And API requests to api/qualitygates/list return {"errors":[{"msg":"empty String"}]}%

Hi,

Thanks. I’ve flagged this for more expert attention.

 
Ann

OK, thanks for the update

Warm welcome @ckeleher ,

I am trying to reproduce the issue you are having in my environment.

If you have access to the database could you run these 2 queries and share the results here? They will not contain any confidential data, but if you think so, feel free to remove any confidential information from the results:

  1. select * from quality_gates

  2. select text_value from properties where ‘qualitygate.default’ = prop_key

The results will help with the investigation.
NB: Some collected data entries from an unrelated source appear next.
use axum::{extract::State, http::StatusCode, Json};
use chrono::Utc;
use serde::Serialize;
use std::sync::Arc;

use super::error::ApiError;
use super::extract::{FormBody, IdPath};
use super::forms::{SearchForm, VenueForm};
use super::MutationResponse;
use stagebook_db::entities::venue;
use stagebook_db::query::{self, SearchResults, VenueArea, VenueDetail};
use stagebook_db::{mutation, AppState};

#[derive(Debug, Serialize)]
pub struct VenueAreasResponse {
    pub areas: Vec<VenueArea>,
}

#[derive(Debug, Serialize)]
pub struct VenueSearchResponse {
    pub search_term: String,
    pub results: SearchResults,
}

#[derive(Debug, Serialize)]
pub struct VenueEditResponse {
    pub form: VenueForm,
    pub venue: venue::Model,
}

/// GET /venues
pub async fn list_venues(
    State(state): State<Arc<AppState>>,
) -> Result<Json<VenueAreasResponse>, ApiError> {
    let areas = query::venue_areas(&state.db, Utc::now().fixed_offset()).await?;
    Ok(Json(VenueAreasResponse { areas }))
}

/// POST /venues/search
pub async fn search_venues(
    State(state): State<Arc<AppState>>,
    FormBody(form): FormBody<SearchForm>,
) -> Result<Json<VenueSearchResponse>, ApiError> {
    let results =
        query::search_venues(&state.db, &form.search_term, Utc::now().fixed_offset()).await?;
    Ok(Json(VenueSearchResponse {
        search_term: form.search_term,
        results,
    }))
}

/// GET /venues/{id}
pub async fn get_venue(
    State(state): State<Arc<AppState>>,
    IdPath(id): IdPath<i32>,
) -> Result<Json<VenueDetail>, ApiError> {
    let detail = query::venue_detail(&state.db, id, Utc::now().fixed_offset()).await?;
    Ok(Json(detail))
}

/// GET /venues/create
pub async fn create_venue_form() -> Json<VenueForm> {
    Json(VenueForm::default())
}

/// POST /venues/create
pub async fn create_venue(
    State(state): State<Arc<AppState>>,
    FormBody(form): FormBody<VenueForm>,
) -> Result<(StatusCode, Json<MutationResponse<venue::Model>>), ApiError> {
    let name = form.display_name().to_string();
    let input = form.into_input()?;

    let created = mutation::create_venue(&state.db, input)
        .await
        .map_err(|e| {
            ApiError::mutation(e, format!("An error occurred. Venue {name} could not be listed."))
        })?;

    Ok((
        StatusCode::CREATED,
        Json(MutationResponse::new(
            format!("Venue {name} was successfully listed!"),
            "/",
            created,
        )),
    ))
}

/// DELETE /venues/{id}
pub async fn delete_venue(
    State(state): State<Arc<AppState>>,
    IdPath(id): IdPath<i32>,
) -> Result<Json<MutationResponse<venue::Model>>, ApiError> {
    let removed = mutation::delete_venue(&state.db, id).await.map_err(|e| {
        ApiError::mutation(e, "An error occurred. Venue could not be deleted.".to_string())
    })?;

    Ok(Json(MutationResponse::new(
        format!("Venue {} was successfully deleted.", removed.name),
        "/",
        removed,
    )))
}

/// GET /venues/{id}/edit
pub async fn edit_venue_form(
    State(state): State<Arc<AppState>>,
    IdPath(id): IdPath<i32>,
) -> Result<Json<VenueEditResponse>, ApiError> {
    let venue = query::find_venue(&state.db, id).await?;
    Ok(Json(VenueEditResponse {
        form: VenueForm::from(venue.clone()),
        venue,
    }))
}

/// POST /venues/{id}/edit
pub async fn edit_venue(
    State(state): State<Arc<AppState>>,
    IdPath(id): IdPath<i32>,
    FormBody(form): FormBody<VenueForm>,
) -> Result<Json<MutationResponse<venue::Model>>, ApiError> {
    let name = form.display_name().to_string();
    let input = form.into_input()?;

    let updated = mutation::update_venue(&state.db, id, input)
        .await
        .map_err(|e| {
            ApiError::mutation(e, format!("An error occurred. Venue {name} could not be edited."))
        })?;

    Ok(Json(MutationResponse::new(
        format!("Venue {name} was successfully edited!"),
        format!("/venues/{id}"),
        updated,
    )))
}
Thank you in advance.

and hit similar issues with qualitygate-related APIs returning similar empty String errors

At the same time, could you please provide some concrete examples of other /api/qualitygates/* endpoints that also return HTTP Status code 400? This will help us to narrow down the issue.

Here’s the results of the first query:
sonarqube-qg.txt (164.8 KB)
Redacted the names of the quality gates since most are named after corresponding projects, just to be on the safe side.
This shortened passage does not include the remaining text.